# [INSTRUCTIONS FOR THE TASK]
Set down the whole listing verbatim.

# [EXERCISE INPUTS]
- - -
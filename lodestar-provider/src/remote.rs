//! Remote API seam
//!
//! Resource handlers never talk to a service directly; each resource type
//! supplies a `RemoteApi` that reads the object named by a state.

use async_trait::async_trait;
use lodestar_core::provider::ProviderResult;
use lodestar_core::resource::State;
use lodestar_tags::KeyValueTags;

/// A remote object as returned by the service
#[derive(Debug, Clone, Default, PartialEq)]
pub struct RemoteObject {
    /// Attributes read from the service, without tags
    pub state: State,
    /// Every tag the service reports, system tags included
    pub tags: KeyValueTags,
}

impl RemoteObject {
    pub fn new(state: State) -> Self {
        Self {
            state,
            tags: KeyValueTags::new(),
        }
    }

    pub fn with_tags(mut self, tags: KeyValueTags) -> Self {
        self.tags = tags;
        self
    }
}

/// Reads remote objects for one resource type
#[async_trait]
pub trait RemoteApi: Send + Sync {
    /// Read the object identified by `state`
    ///
    /// Returns a `ProviderError::not_found` error when the object does not
    /// exist.
    async fn read(&self, state: &State) -> ProviderResult<RemoteObject>;
}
- - -
# [RESPONSE TO THIS TASK]
filename lodestar-provider/src/remote.rs
//! Remote API seam
//!
//! Resource handlers never talk to a service directly; each resource type
//! supplies a `RemoteApi` that reads the object named by a state.

use async_trait::async_trait;
use lodestar_core::provider::ProviderResult;
use lodestar_core::resource::State;
use lodestar_tags::KeyValueTags;

/// A remote object as returned by the service
#[derive(Debug, Clone, Default, PartialEq)]
pub struct RemoteObject {
    /// Attributes read from the service, without tags
    pub state: State,
    /// Every tag the service reports, system tags included
    pub tags: KeyValueTags,
}

impl RemoteObject {
    pub fn new(state: State) -> Self {
        Self {
            state,
            tags: KeyValueTags::new(),
        }
    }

    pub fn with_tags(mut self, tags: KeyValueTags) -> Self {
        self.tags = tags;
        self
    }
}

/// Reads remote objects for one resource type
#[async_trait]
pub trait RemoteApi: Send + Sync {
    /// Read the object identified by `state`
    ///
    /// Returns a `ProviderError::not_found` error when the object does not
    /// exist.
    async fn read(&self, state: &State) -> ProviderResult<RemoteObject>;
}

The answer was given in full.